There are a few different ways to warm up the pita bread. You can either wrap it in aluminium foil and place into a 180 degree (356 F) oven for around 10 minutes. Or you can warm pita in the microwave for around 1 minute and 30 seconds.
To make pita chips; cut the pita into wedges, place onto a baking tray and bake at a 180 degree Celsius (356 F) oven. Bake for around 10 minutes or until golden and crisp.
I love serving hummus topped with a little olive oil, some extra chickpeas and a dusting of dukkah. Serve alongside sliced fresh veggies warmed pita.
Store the leftover hummus in an airtight container in the fridge for up to 4 days.
One of the best things about hummus is how easy it is to mix it up with different flavors. Here are some fun variations to this hummus recipe.
- spicy - add a pinch of cayenne pepper or chilli powder to the hummus while blending. Add more to suit your spice preference. Top with chilli flakes to serve.

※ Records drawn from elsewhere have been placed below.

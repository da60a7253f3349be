//! News app: host-side collaborators and the load controller facade.
mod collaborators;
mod controller;
mod presenter;
mod settings;
mod viewer;

pub use collaborators::{AlwaysConnected, Connectivity, SettingsSource, TcpProbe};
pub use controller::{LoadController, LoadObserver};
pub use presenter::{empty_message_text, format_publication_date, render_row, TerminalPresenter};
pub use settings::{NewsSettings, SettingsError, SettingsStore, SETTINGS_FILENAME};
pub use viewer::{open_article, CommandViewer, OpenError, Viewer};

- sun-dried tomato hummus - add ¼ cup sun-dried tomatoes to the food processor along with the other hummus ingredients and blend until smooth.
- sweet potato - add ½ cup of roasted sweet potatoes to the food processor along with the other hummus ingredients and blend until smooth.
- Blender or food processor
- Small bow
- Measuring Cups and Spoons
- 2 cans chickpeas
- 4 tablespoon tahini
- 4 tablespoon aquafaba (chickpea water)
- ¼ cup extra virgin olive oil
- 1 clove garlic skins removed
- 80 mL lemon juice fresh
- sea salt to season
- pita bread
- Drain chickpeas by pouring contents of tin into sieve over a bowl. Set aside aquafaba (chickpea liquid) for later.
- Tip the chickpeas onto a clean, unused tea towel and start removing the skins by gently squeezing each chickpea to pop it out of its skin. Repeat until all of the chickpeas have skins removed. This step is optional, however makes the hummus more easily digested and really smooth.
- Place chickpeas into a food processor as well as lemon juice, tahini, garlic clove, extra virgin olive oil, a pinch of sea salt and chickpea liquid.
- Blend on high until smooth and creamy. Taste test and add more salt if necessary.
- Pour contents into a serving dish and top with extra virgin olive oil, dukkah and extra chickpeas if desired. Serve with warmed pita bread.
StorageStore leftover hummus in an airtight container in the fridge for 4-5 days.